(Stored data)
################
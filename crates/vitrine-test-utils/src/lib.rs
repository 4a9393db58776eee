//! Testing utilities for the Vitrine workspace
//!
//! Shared fixtures: raw records, products, pools, and a seeded sampler so
//! randomized behavior stays reproducible across the test suites.

use vitrine_catalog::{Product, ProductId, RawRecord, StockLevel};
use vitrine_sampler::Sampler;

/// Fixed seed used across the workspace tests.
pub const TEST_SEED: u64 = 42;

/// Sampler with the workspace test seed
#[must_use]
pub fn seeded_sampler() -> Sampler {
    Sampler::from_seed(TEST_SEED)
}

/// Raw record with a title and free-form price text
#[must_use]
pub fn raw_record(title: &str, price: &str) -> RawRecord {
    RawRecord::new().with("title", title).with("price", price)
}

/// Raw record with title, description, price, and stock text
#[must_use]
pub fn raw_record_full(title: &str, body: &str, price: &str, stock: &str) -> RawRecord {
    RawRecord::new()
        .with("title", title)
        .with("body", body)
        .with("price", price)
        .with("stock_amount", stock)
}

/// Product with identity `p<tag>` and the given price
#[must_use]
pub fn product(tag: &str, price: f64) -> Product {
    Product {
        id: ProductId::new(format!("p{tag}")),
        title: format!("Product {tag}"),
        description: format!("Description for {tag}"),
        price,
        stock: StockLevel::Available(1),
    }
}

/// Pool of `n` products with distinct identities `p0..p(n-1)`
#[must_use]
pub fn pool_of(n: usize) -> Vec<Product> {
    (0..n).map(|i| product(&i.to_string(), i as f64)).collect()
}
//! Change notifications for the rendering collaborator
//!
//! The core never renders; it raises discrete events and lets the outer
//! layer decide what to redraw.

use tokio::sync::broadcast;

/// Discrete state-change notifications
#[derive(Debug, Clone, Copy, PartialEq, Eq)]
pub enum ChangeEvent {
    /// The featured set was replaced or a slot changed
    FeaturedChanged,
    /// A detail panel was opened or closed
    ExpansionChanged,
}

/// Broadcast fan-out for change events.
///
/// Emitting with no subscribers is fine; events are fire-and-forget.
#[derive(Debug)]
pub struct ChangeNotifier {
    tx: broadcast::Sender<ChangeEvent>,
}

impl ChangeNotifier {
    /// Notifier with the given channel capacity
    #[must_use]
    pub fn new(capacity: usize) -> Self {
        let (tx, _) = broadcast::channel(capacity);
        Self { tx }
    }

    /// Subscribe to future events
    #[must_use]
    pub fn subscribe(&self) -> broadcast::Receiver<ChangeEvent> {
        self.tx.subscribe()
    }

    /// Emit an event to all current subscribers
    pub fn emit(&self, event: ChangeEvent) {
        // send only fails with zero receivers, which is not an error here
        let _ = self.tx.send(event);
    }
}

impl Default for ChangeNotifier {
    fn default() -> Self {
        Self::new(32)
    }
}
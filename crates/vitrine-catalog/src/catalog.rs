//! The catalog store
//!
//! Holds the normalized products loaded once from the external data source
//! and serves derived views. The store itself never mutates after load;
//! every view returns fresh vectors.

use crate::error::CatalogError;
use crate::types::{Product, RawRecord};
use std::cmp::Ordering;

/// Normalized product store
#[derive(Debug, Clone)]
pub struct Catalog {
    products: Vec<Product>,
}

impl Catalog {
    /// Load a catalog from raw records.
    ///
    /// Blank rows (every recognized field absent) are dropped; the rest are
    /// normalized once. Input order is preserved and later used as the
    /// deterministic tie-break for price ranking.
    ///
    /// # Errors
    /// `CatalogError::NoUsableRecords` when nothing usable remains. The
    /// caller must surface a load-error state rather than rendering an
    /// empty-but-successful catalog.
    pub fn load(records: Vec<RawRecord>) -> Result<Self, CatalogError> {
        let products: Vec<Product> = records.iter().filter_map(Product::from_record).collect();
        if products.is_empty() {
            return Err(CatalogError::NoUsableRecords);
        }
        tracing::info!(
            total = records.len(),
            usable = products.len(),
            "catalog loaded"
        );
        Ok(Self { products })
    }

    /// All products in load order
    #[inline]
    #[must_use]
    pub fn products(&self) -> &[Product] {
        &self.products
    }

    /// Number of products
    #[inline]
    #[must_use]
    pub fn len(&self) -> usize {
        self.products.len()
    }

    /// True when the catalog holds no products
    #[inline]
    #[must_use]
    pub fn is_empty(&self) -> bool {
        self.products.is_empty()
    }

    /// The top `limit` products by descending price.
    ///
    /// Stable sort: equal prices keep their original catalog order.
    #[must_use]
    pub fn price_ranked(&self, limit: usize) -> Vec<Product> {
        let mut ranked = self.products.clone();
        ranked.sort_by(|a, b| b.price.partial_cmp(&a.price).unwrap_or(Ordering::Equal));
        ranked.truncate(limit);
        ranked
    }

    /// Case-insensitive substring filter over title OR description.
    ///
    /// An empty or whitespace-only query returns the full catalog. The
    /// underlying store is never mutated, so filtering twice with the same
    /// query is a no-op on the second pass.
    #[must_use]
    pub fn filter(&self, query: &str) -> Vec<Product> {
        let needle = query.trim().to_lowercase();
        if needle.is_empty() {
            return self.products.clone();
        }
        self.products
            .iter()
            .filter(|p| {
                p.title.to_lowercase().contains(&needle)
                    || p.description.to_lowercase().contains(&needle)
            })
            .cloned()
            .collect()
    }

    /// Total units in stock across the catalog.
    ///
    /// Unavailable entries are skipped, not counted as zero.
    #[must_use]
    pub fn total_stock(&self) -> u64 {
        self.products
            .iter()
            .filter_map(|p| p.stock.units())
            .map(u64::from)
            .sum()
    }
}

#[cfg(test)]
mod tests {
    use super::*;
    use crate::types::{ProductId, StockLevel};
    use pretty_assertions::assert_eq;

    fn record(title: &str, price: &str) -> RawRecord {
        RawRecord::new().with("title", title).with("price", price)
    }

    fn titles(products: &[Product]) -> Vec<&str> {
        products.iter().map(|p| p.title.as_str()).collect()
    }

    #[test]
    fn load_drops_blank_rows() {
        let catalog = Catalog::load(vec![
            record("A", "$10.00"),
            RawRecord::new().with("title", "").with("price", "  "),
            record("B", "$20"),
        ])
        .unwrap();
        assert_eq!(catalog.len(), 2);
    }

    #[test]
    fn load_fails_on_empty_source() {
        assert!(matches!(
            Catalog::load(vec![]),
            Err(CatalogError::NoUsableRecords)
        ));
        assert!(matches!(
            Catalog::load(vec![RawRecord::new()]),
            Err(CatalogError::NoUsableRecords)
        ));
    }

    #[test]
    fn price_ranked_descends_and_truncates() {
        // pool of 2 from {A: $10, B: $20, C: unpriced} is [B, A]
        let catalog = Catalog::load(vec![
            record("A", "$10.00"),
            record("B", "$20"),
            record("C", ""),
        ])
        .unwrap();
        let pool = catalog.price_ranked(2);
        assert_eq!(titles(&pool), vec!["B", "A"]);
    }

    #[test]
    fn price_ranked_ties_keep_catalog_order() {
        let catalog = Catalog::load(vec![
            record("first", "$5"),
            record("second", "$5"),
            record("third", "$5"),
        ])
        .unwrap();
        let ranked = catalog.price_ranked(3);
        assert_eq!(titles(&ranked), vec!["first", "second", "third"]);
    }

    #[test]
    fn filter_matches_title_or_description_case_insensitive() {
        let catalog = Catalog::load(vec![
            record("Walnut Desk", "$90").with("body", "solid wood"),
            record("Lamp", "$20").with("body", "Brushed WALNUT base"),
            record("Chair", "$30"),
        ])
        .unwrap();
        let hits = catalog.filter("walnut");
        assert_eq!(titles(&hits), vec!["Walnut Desk", "Lamp"]);
    }

    #[test]
    fn filter_empty_query_returns_everything() {
        let catalog = Catalog::load(vec![record("A", "$1"), record("B", "$2")]).unwrap();
        assert_eq!(catalog.filter("").len(), 2);
        assert_eq!(catalog.filter("   ").len(), 2);
    }

    #[test]
    fn filter_is_idempotent() {
        let catalog = Catalog::load(vec![
            record("Walnut Desk", "$90"),
            record("Lamp", "$20"),
        ])
        .unwrap();
        let once = catalog.filter("desk");
        let refiltered = Catalog {
            products: once.clone(),
        };
        assert_eq!(refiltered.filter("desk"), once);
    }

    #[test]
    fn filter_no_results_is_empty_not_error() {
        let catalog = Catalog::load(vec![record("A", "$1")]).unwrap();
        assert!(catalog.filter("zebra").is_empty());
    }

    #[test]
    fn total_stock_skips_unavailable() {
        let catalog = Catalog::load(vec![
            record("A", "$1").with("stock", "3"),
            record("B", "$2").with("stock", "n/a"),
            record("C", "$3").with("stock", "0"),
        ])
        .unwrap();
        assert_eq!(catalog.total_stock(), 3);
        assert_eq!(catalog.products()[1].stock, StockLevel::Unavailable);
        assert_eq!(catalog.products()[2].stock, StockLevel::Available(0));
    }

    #[test]
    fn products_have_stable_ids() {
        let catalog = Catalog::load(vec![record("A", "$10.00")]).unwrap();
        assert_eq!(catalog.products()[0].id, ProductId::new("A||10.00"));
    }
}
################
* WHAT THIS TASK INVOLVES *
Look above for the line holding "with the same". Print it and every line after it, exactly, through the line holding "pub fn total_stock(&self)".

* RESPONSE *
    /// underlying store is never mutated, so filtering twice with the same
    /// query is a no-op on the second pass.
    #[must_use]
    pub fn filter(&self, query: &str) -> Vec<Product> {
        let needle = query.trim().to_lowercase();
        if needle.is_empty() {
            return self.products.clone();
        }
        self.products
            .iter()
            .filter(|p| {
                p.title.to_lowercase().contains(&needle)
                    || p.description.to_lowercase().contains(&needle)
            })
            .cloned()
            .collect()
    }

    /// Total units in stock across the catalog.
    ///
    /// Unavailable entries are skipped, not counted as zero.
    #[must_use]
    pub fn total_stock(&self) -> u64 {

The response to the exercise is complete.